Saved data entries
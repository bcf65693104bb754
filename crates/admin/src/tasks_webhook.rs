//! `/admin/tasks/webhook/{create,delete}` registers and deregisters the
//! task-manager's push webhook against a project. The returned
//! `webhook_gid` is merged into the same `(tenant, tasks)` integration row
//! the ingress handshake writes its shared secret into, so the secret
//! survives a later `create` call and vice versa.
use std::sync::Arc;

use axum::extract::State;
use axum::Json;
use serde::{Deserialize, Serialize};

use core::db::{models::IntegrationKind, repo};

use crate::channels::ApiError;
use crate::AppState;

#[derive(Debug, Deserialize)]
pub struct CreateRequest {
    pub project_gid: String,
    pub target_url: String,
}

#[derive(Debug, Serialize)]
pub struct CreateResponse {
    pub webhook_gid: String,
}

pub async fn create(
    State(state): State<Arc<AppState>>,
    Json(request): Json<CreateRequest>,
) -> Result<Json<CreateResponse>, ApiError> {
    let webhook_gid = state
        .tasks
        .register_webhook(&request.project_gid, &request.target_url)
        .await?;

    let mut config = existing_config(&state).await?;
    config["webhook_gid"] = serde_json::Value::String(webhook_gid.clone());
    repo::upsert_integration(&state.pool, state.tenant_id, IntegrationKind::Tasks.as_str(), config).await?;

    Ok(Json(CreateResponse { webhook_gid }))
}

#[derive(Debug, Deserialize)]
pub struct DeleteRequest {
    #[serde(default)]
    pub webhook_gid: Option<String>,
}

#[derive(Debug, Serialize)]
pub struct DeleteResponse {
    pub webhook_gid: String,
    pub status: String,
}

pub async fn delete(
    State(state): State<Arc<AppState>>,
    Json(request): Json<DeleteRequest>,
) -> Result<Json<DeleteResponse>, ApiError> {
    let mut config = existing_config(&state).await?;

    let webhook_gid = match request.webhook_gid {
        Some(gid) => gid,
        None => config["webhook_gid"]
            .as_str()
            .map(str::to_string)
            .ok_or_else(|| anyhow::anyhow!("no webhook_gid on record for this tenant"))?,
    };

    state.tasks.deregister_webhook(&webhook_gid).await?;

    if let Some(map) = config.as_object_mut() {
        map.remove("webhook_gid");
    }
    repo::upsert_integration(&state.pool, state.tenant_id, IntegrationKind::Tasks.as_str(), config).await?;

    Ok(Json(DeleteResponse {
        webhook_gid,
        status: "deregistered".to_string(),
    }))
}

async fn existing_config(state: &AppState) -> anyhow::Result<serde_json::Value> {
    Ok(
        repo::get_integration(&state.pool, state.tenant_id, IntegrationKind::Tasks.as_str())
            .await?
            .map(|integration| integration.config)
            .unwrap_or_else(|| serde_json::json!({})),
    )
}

* What to produce *
What is needed is a copy of every line above in which "async" appears.

* Finished exercise *
pub async fn create(
pub async fn delete(
async fn existing_config(state: &AppState) -> anyhow::Result<serde_json::Value> {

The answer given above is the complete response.